On April 14, 2021, U.S. District Judge Joanna Seybert dismissed a lawsuit filed by a group of five landlords against Attorney General Letitia James (“AG James“) in the Eastern District of New York (Chrysafis, et al. v. James, Case No. 2:21-cv-00998-JS-ARL). As we highlighted in our March 4, 2021 alert, the suit challenged Part A of New York’s COVID-19 Emergency Eviction and Foreclosure Prevention Act of 2020 (the “Act“) on constitutional free speech and due process grounds. While the legislation also halts residential foreclosure proceedings and tax lien sales, the plaintiffs had hoped to enjoin enforcement of the Act’s moratorium on residential evictions for tenants facing pandemic-related hardship until August 31, 2021. In particular, Part A of the Act automatically stays eviction proceedings against tenants who submit a hardship declaration form that certifies, under penalty of perjury, their qualifications for protection under the Act.
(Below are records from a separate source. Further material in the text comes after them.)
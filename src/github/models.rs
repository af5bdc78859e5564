//! Request and response bodies for the repository endpoints
//!
//! Responses deserialize only the fields the tool displays; unknown fields
//! are ignored so the structs keep working as GitHub adds keys.

use std::fmt;
use std::str::FromStr;

use base64::engine::general_purpose::STANDARD;
use base64::Engine;
use chrono::{DateTime, Utc};
use serde::{Deserialize, Serialize, Serializer};

use crate::error::RepokitError;

/// A repository on GitHub, addressed by owner and name
#[derive(Debug, Clone, PartialEq, Eq, Hash)]
pub struct RepoRef {
    pub owner: String,
    pub name: String,
}

impl RepoRef {
    pub fn new(owner: impl Into<String>, name: impl Into<String>) -> Self {
        Self {
            owner: owner.into(),
            name: name.into(),
        }
    }

    /// GitHub owner and repository names are case-insensitive
    pub fn is_same_repo(&self, other: &RepoRef) -> bool {
        self.owner.eq_ignore_ascii_case(&other.owner) && self.name.eq_ignore_ascii_case(&other.name)
    }

    /// `/repos/{owner}/{name}` API route
    pub fn route(&self) -> String {
        format!("/repos/{}/{}", self.owner, self.name)
    }
}

impl fmt::Display for RepoRef {
    fn fmt(&self, f: &mut fmt::Formatter<'_>) -> fmt::Result {
        write!(f, "{}/{}", self.owner, self.name)
    }
}

/// Repository owner as embedded in API responses
#[derive(Debug, Clone, Default, PartialEq, Eq, Serialize, Deserialize)]
pub struct Owner {
    pub login: String,
}

/// Repository details returned by the get, list, create and update endpoints
#[derive(Debug, Clone, Default, Serialize, Deserialize)]
pub struct RepoInfo {
    pub id: u64,
    pub name: String,
    pub full_name: String,
    pub owner: Owner,
    #[serde(default)]
    pub description: Option<String>,
    #[serde(default)]
    pub homepage: Option<String>,
    #[serde(default)]
    pub html_url: String,
    #[serde(default)]
    pub private: bool,
    #[serde(default)]
    pub fork: bool,
    #[serde(default)]
    pub archived: bool,
    #[serde(default)]
    pub is_template: bool,
    #[serde(default)]
    pub default_branch: Option<String>,
    #[serde(default)]
    pub topics: Vec<String>,
    #[serde(default)]
    pub language: Option<String>,
    #[serde(default)]
    pub has_issues: Option<bool>,
    #[serde(default)]
    pub has_projects: Option<bool>,
    #[serde(default)]
    pub has_wiki: Option<bool>,
    #[serde(default)]
    pub has_discussions: Option<bool>,
    /// Merge settings are only present for callers with admin access
    #[serde(default)]
    pub allow_squash_merge: Option<bool>,
    #[serde(default)]
    pub allow_merge_commit: Option<bool>,
    #[serde(default)]
    pub allow_rebase_merge: Option<bool>,
    #[serde(default)]
    pub allow_auto_merge: Option<bool>,
    #[serde(default)]
    pub delete_branch_on_merge: Option<bool>,
    #[serde(default)]
    pub stargazers_count: u64,
    #[serde(default)]
    pub forks_count: u64,
    #[serde(default)]
    pub open_issues_count: u64,
    #[serde(default)]
    pub created_at: Option<DateTime<Utc>>,
    #[serde(default)]
    pub updated_at: Option<DateTime<Utc>>,
    #[serde(default)]
    pub pushed_at: Option<DateTime<Utc>>,
}

impl RepoInfo {
    pub fn visibility(&self) -> Visibility {
        if self.private {
            Visibility::Private
        } else {
            Visibility::Public
        }
    }
}

/// Repository visibility
#[derive(Debug, Clone, Copy, Default, PartialEq, Eq, Serialize, Deserialize)]
#[serde(rename_all = "lowercase")]
pub enum Visibility {
    Public,
    #[default]
    Private,
}

impl Visibility {
    pub fn is_private(&self) -> bool {
        matches!(self, Visibility::Private)
    }

    pub fn as_str(&self) -> &'static str {
        match self {
            Visibility::Public => "public",
            Visibility::Private => "private",
        }
    }
}

impl fmt::Display for Visibility {
    fn fmt(&self, f: &mut fmt::Formatter<'_>) -> fmt::Result {
        f.write_str(self.as_str())
    }
}

impl FromStr for Visibility {
    type Err = RepokitError;

    fn from_str(s: &str) -> Result<Self, Self::Err> {
        match s.trim().to_lowercase().as_str() {
            "public" => Ok(Visibility::Public),
            "private" => Ok(Visibility::Private),
            other => Err(RepokitError::InvalidInput(format!(
                "Invalid visibility '{}'. Use 'public' or 'private'.",
                other
            ))),
        }
    }
}

/// Body of `POST /user/repos` and `POST /orgs/{org}/repos`
#[derive(Debug, Clone, Default, PartialEq, Serialize)]
pub struct NewRepository {
    /// Target organization; `None` creates under the authenticated user
    #[serde(skip)]
    pub org: Option<String>,
    pub name: String,
    #[serde(skip_serializing_if = "Option::is_none")]
    pub description: Option<String>,
    #[serde(skip_serializing_if = "Option::is_none")]
    pub homepage: Option<String>,
    /// `None` falls back to the configured default visibility
    #[serde(skip_serializing_if = "Option::is_none")]
    pub private: Option<bool>,
    #[serde(skip_serializing_if = "std::ops::Not::not")]
    pub auto_init: bool,
    #[serde(skip_serializing_if = "Option::is_none")]
    pub gitignore_template: Option<String>,
    #[serde(skip_serializing_if = "Option::is_none")]
    pub license_template: Option<String>,
    #[serde(skip_serializing_if = "std::ops::Not::not")]
    pub is_template: bool,
    #[serde(skip_serializing_if = "Option::is_none")]
    pub has_issues: Option<bool>,
    #[serde(skip_serializing_if = "Option::is_none")]
    pub has_projects: Option<bool>,
    #[serde(skip_serializing_if = "Option::is_none")]
    pub has_wiki: Option<bool>,
}

/// Body of `PATCH /repos/{owner}/{repo}`; unset fields are left untouched
#[derive(Debug, Clone, Default, PartialEq, Serialize)]
pub struct RepoSettings {
    #[serde(skip_serializing_if = "Option::is_none")]
    pub description: Option<String>,
    #[serde(skip_serializing_if = "Option::is_none")]
    pub homepage: Option<String>,
    #[serde(skip_serializing_if = "Option::is_none")]
    pub private: Option<bool>,
    #[serde(skip_serializing_if = "Option::is_none")]
    pub is_template: Option<bool>,
    #[serde(skip_serializing_if = "Option::is_none")]
    pub has_issues: Option<bool>,
    #[serde(skip_serializing_if = "Option::is_none")]
    pub has_projects: Option<bool>,
    #[serde(skip_serializing_if = "Option::is_none")]
    pub has_wiki: Option<bool>,
    #[serde(skip_serializing_if = "Option::is_none")]
    pub has_discussions: Option<bool>,
    #[serde(skip_serializing_if = "Option::is_none")]
    pub allow_squash_merge: Option<bool>,
    #[serde(skip_serializing_if = "Option::is_none")]
    pub allow_merge_commit: Option<bool>,
    #[serde(skip_serializing_if = "Option::is_none")]
    pub allow_rebase_merge: Option<bool>,
    #[serde(skip_serializing_if = "Option::is_none")]
    pub allow_auto_merge: Option<bool>,
    #[serde(skip_serializing_if = "Option::is_none")]
    pub delete_branch_on_merge: Option<bool>,
}

impl RepoSettings {
    /// Feature flags and merge settings of `source`
    ///
    /// Identity fields (name, description, homepage, visibility) are not
    /// copied.
    pub fn cloned_from(source: &RepoInfo) -> Self {
        Self {
            has_issues: source.has_issues,
            has_projects: source.has_projects,
            has_wiki: source.has_wiki,
            has_discussions: source.has_discussions,
            allow_squash_merge: source.allow_squash_merge,
            allow_merge_commit: source.allow_merge_commit,
            allow_rebase_merge: source.allow_rebase_merge,
            allow_auto_merge: source.allow_auto_merge,
            delete_branch_on_merge: source.delete_branch_on_merge,
            ..Self::default()
        }
    }
}

/// Body of `POST /repos/{template_owner}/{template_repo}/generate`
#[derive(Debug, Clone, Default, PartialEq, Serialize)]
pub struct TemplateRepository {
    /// `None` falls back to the configured owner, then the authenticated user
    #[serde(skip_serializing_if = "Option::is_none")]
    pub owner: Option<String>,
    pub name: String,
    #[serde(skip_serializing_if = "Option::is_none")]
    pub description: Option<String>,
    #[serde(skip_serializing_if = "Option::is_none")]
    pub private: Option<bool>,
    pub include_all_branches: bool,
}

/// Whose repositories to list
#[derive(Debug, Clone, PartialEq, Eq)]
pub enum RepoOwnerFilter {
    /// `GET /user/repos`
    Authenticated,
    /// `GET /users/{user}/repos`
    User(String),
}

/// Query of the list endpoints
#[derive(Debug, Clone, PartialEq, Eq)]
pub struct ListRepositories {
    pub owner: RepoOwnerFilter,
    /// `None` lists both; only honoured for the authenticated user
    pub visibility: Option<Visibility>,
    pub limit: u8,
}

impl Default for ListRepositories {
    fn default() -> Self {
        Self {
            owner: RepoOwnerFilter::Authenticated,
            visibility: None,
            limit: 30,
        }
    }
}

/// A file to write through the contents API
#[derive(Debug, Clone, PartialEq, Serialize)]
pub struct FileUpload {
    #[serde(skip)]
    pub path: String,
    pub message: String,
    #[serde(serialize_with = "serialize_base64")]
    pub content: String,
    #[serde(skip_serializing_if = "Option::is_none")]
    pub branch: Option<String>,
    /// Blob sha of the file being replaced; required by GitHub for updates
    #[serde(skip_serializing_if = "Option::is_none")]
    pub sha: Option<String>,
}

impl FileUpload {
    pub fn new(path: impl Into<String>, message: impl Into<String>, content: impl Into<String>) -> Self {
        Self {
            path: path.into(),
            message: message.into(),
            content: content.into(),
            branch: None,
            sha: None,
        }
    }

    pub fn on_branch(mut self, branch: Option<String>) -> Self {
        self.branch = branch;
        self
    }

    pub fn replacing(mut self, sha: Option<String>) -> Self {
        self.sha = sha;
        self
    }
}

fn serialize_base64<S: Serializer>(content: &str, serializer: S) -> Result<S::Ok, S::Error> {
    serializer.serialize_str(&encode_content(content))
}

/// Standard padded base64, as the contents API expects
pub fn encode_content(content: &str) -> String {
    STANDARD.encode(content.as_bytes())
}

/// Response of `PUT /repos/{owner}/{repo}/contents/{path}`
#[derive(Debug, Clone, Default, Serialize, Deserialize)]
pub struct FileCommit {
    pub content: Option<FileContent>,
    pub commit: CommitRef,
}

#[derive(Debug, Clone, Default, Serialize, Deserialize)]
pub struct FileContent {
    pub path: String,
    pub sha: String,
    #[serde(default)]
    pub html_url: Option<String>,
}

#[derive(Debug, Clone, Default, Serialize, Deserialize)]
pub struct CommitRef {
    pub sha: String,
    #[serde(default)]
    pub html_url: Option<String>,
}

/// `GET /repos/{owner}/{repo}/contents/{path}` for a single file
#[derive(Debug, Clone, Deserialize)]
pub struct ContentEntry {
    pub sha: String,
}

/// Body and response of the topics endpoints
#[derive(Debug, Clone, Default, PartialEq, Eq, Serialize, Deserialize)]
pub struct Topics {
    pub names: Vec<String>,
}

#[cfg(test)]
mod tests {
    use super::*;

    #[test]
    fn test_repo_info_deserializes_api_payload() {
        let json = r#"{
            "id": 1296269,
            "name": "Hello-World",
            "full_name": "octocat/Hello-World",
            "owner": { "login": "octocat", "id": 1 },
            "private": false,
            "html_url": "https://github.com/octocat/Hello-World",
            "description": "This your first repo!",
            "fork": false,
            "homepage": null,
            "default_branch": "main",
            "topics": ["octocat", "api"],
            "has_issues": true,
            "has_wiki": false,
            "is_template": true,
            "stargazers_count": 80,
            "created_at": "2011-01-26T19:01:12Z",
            "unknown_field": { "nested": true }
        }"#;

        let info: RepoInfo = serde_json::from_str(json).unwrap();
        assert_eq!(info.full_name, "octocat/Hello-World");
        assert_eq!(info.owner.login, "octocat");
        assert_eq!(info.visibility(), Visibility::Public);
        assert!(info.is_template);
        assert_eq!(info.topics, vec!["octocat", "api"]);
        assert_eq!(info.has_wiki, Some(false));
        assert_eq!(info.allow_squash_merge, None);
        assert!(info.created_at.is_some());
    }

    #[test]
    fn test_same_repo_ignores_case() {
        let repo = RepoRef::new("Acme", "Widget");
        assert!(repo.is_same_repo(&RepoRef::new("acme", "widget")));
        assert!(!repo.is_same_repo(&RepoRef::new("acme", "widgets")));
        assert!(!repo.is_same_repo(&RepoRef::new("other", "Widget")));
    }

    #[test]
    fn test_new_repository_omits_unset_fields() {
        let repo = NewRepository {
            org: Some("acme".to_string()),
            name: "widget".to_string(),
            private: Some(true),
            ..Default::default()
        };
        let value = serde_json::to_value(&repo).unwrap();
        assert_eq!(value, serde_json::json!({ "name": "widget", "private": true }));
    }

    #[test]
    fn test_cloned_settings_skip_identity_fields() {
        let source = RepoInfo {
            name: "src".to_string(),
            description: Some("do not copy".to_string()),
            private: true,
            has_issues: Some(true),
            has_wiki: Some(false),
            allow_squash_merge: Some(true),
            allow_merge_commit: Some(false),
            delete_branch_on_merge: Some(true),
            ..Default::default()
        };
        let settings = RepoSettings::cloned_from(&source);
        let value = serde_json::to_value(&settings).unwrap();
        assert_eq!(
            value,
            serde_json::json!({
                "has_issues": true,
                "has_wiki": false,
                "allow_squash_merge": true,
                "allow_merge_commit": false,
                "delete_branch_on_merge": true
            })
        );
        assert_eq!(
            RepoSettings::cloned_from(&RepoInfo::default()),
            RepoSettings::default()
        );
    }

    #[test]
    fn test_file_upload_body_is_base64() {
        let upload = FileUpload::new("README.md", "Add readme", "hello\n")
            .on_branch(Some("main".to_string()))
            .replacing(None);
        let value = serde_json::to_value(&upload).unwrap();
        assert_eq!(
            value,
            serde_json::json!({
                "message": "Add readme",
                "content": "aGVsbG8K",
                "branch": "main"
            })
        );
    }

    #[test]
    fn test_encode_content_utf8() {
        assert_eq!(encode_content(""), "");
        assert_eq!(encode_content("©"), "wqk=");
    }

    #[test]
    fn test_visibility_parse() {
        assert_eq!("Public".parse::<Visibility>().unwrap(), Visibility::Public);
        assert_eq!(" private ".parse::<Visibility>().unwrap(), Visibility::Private);
        assert!("internal".parse::<Visibility>().is_err());
    }
}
Yet, Judge Seybert ruled against the landlords without reaching the merits of their claims and granted AG James’ motion to dismiss for lack of subject matter jurisdiction. Specifically, the Office of the Attorney General (OAG) argued that the plaintiffs’ suit was barred by the Eleventh Amendment and its guarantee of sovereign immunity, which prohibits suits by private citizens against a nonconsenting U.S. state (or against an agency or officer acting on behalf of such state) in federal court. In defense, landlords’ counsel relied on Ex Parte Young, 209 U.S. 123 (1908), a case in which the Supreme Court first recognized an exception to the Eleventh Amendment for private lawsuits based on alleged violations of the U.S. Constitution by state officials: “. . . through the doctrine of Ex Parte Young, a party may bring ‘a suit for injunctive [or declaratory] relief challenging the constitutionality of a state official’s actions in enforcing state law.'” Riley v. Cuomo, Case No. 2:17-cv-01631, 2018 WL 1832929, at *4 (E.D.N.Y. Apr. 16, 2018). Accordingly, the plaintiffs maintained that the Eleventh Amendment did not bar their complaint, since it alleged ongoing violations of the First Amendment and Fourteenth Amendment by AG James, a state official.
Judge Seybert was not persuaded, however, finding instead that AG James was not a proper party to the landlords’ action in the first instance. According to the court, the landlords had failed to establish a key requisite of the Ex Parte Young exception: an adequate nexus between the alleged constitutional infraction—in this case, a duty to enforce or enforcement of Part A of the Act—and the state official made a party to the lawsuit. Ex Parte Young, 209 U.S. at 157. To establish that nexus, plaintiffs’ counsel pointed to guidelines the OAG issued to local law enforcement regarding the Act’s provisions and unlawful evictions, all to suggest that AG James has a duty to and did so enforce the Act. But in the court’s view, those guidelines were “general guidance to local officials about their responsibilities in administering a state statute” (emphasis added), and did not imply a duty on behalf of, or constitute enforcement by, a state official, as the limited Ex Parte Young exception requires. Judge Seybert’s opinion also makes clear that the landlords might have avoided application of the Eleventh Amendment if the OAG had had a “particular duty to enforce” the Act (whether by the Act’s plain terms or based on the general laws of New York), or if AG James herself had threatened to enforce its allegedly unconstitutional provisions to the plaintiffs’ detriment. Absent such facts, the court found no alternate basis on which to predicate the denial of sovereign immunity the landlords sought.
UPDATE (May 7, 2021): On May 4, 2021, New York Governor Andrew Cuomo signed Senate Bill 6362-A/Assembly Bill 7175-A, effectively extending the Act until August 31, 2021. Just two days later, the Chrysafis plaintiffs joined in a new federal complaint with the Rent Stabilization Association of New York City and asserted against Chief Administrative Judge Lawrence Marks the same constitutional claims they initially had raised against AG James. At least on its face, the new complaint (No. 21-cv-2516) seems to avoid the improper defendant issue that led Judge Seybert to rule against the plaintiffs. As the OAG asserted in its motion to dismiss, the court system—and not AG James—is charged with administering the Act.
The new complaint, also filed in the Eastern District of New York, sets forth a demand for both preliminary and permanent injunctive relief to prevent further enforcement of the Act.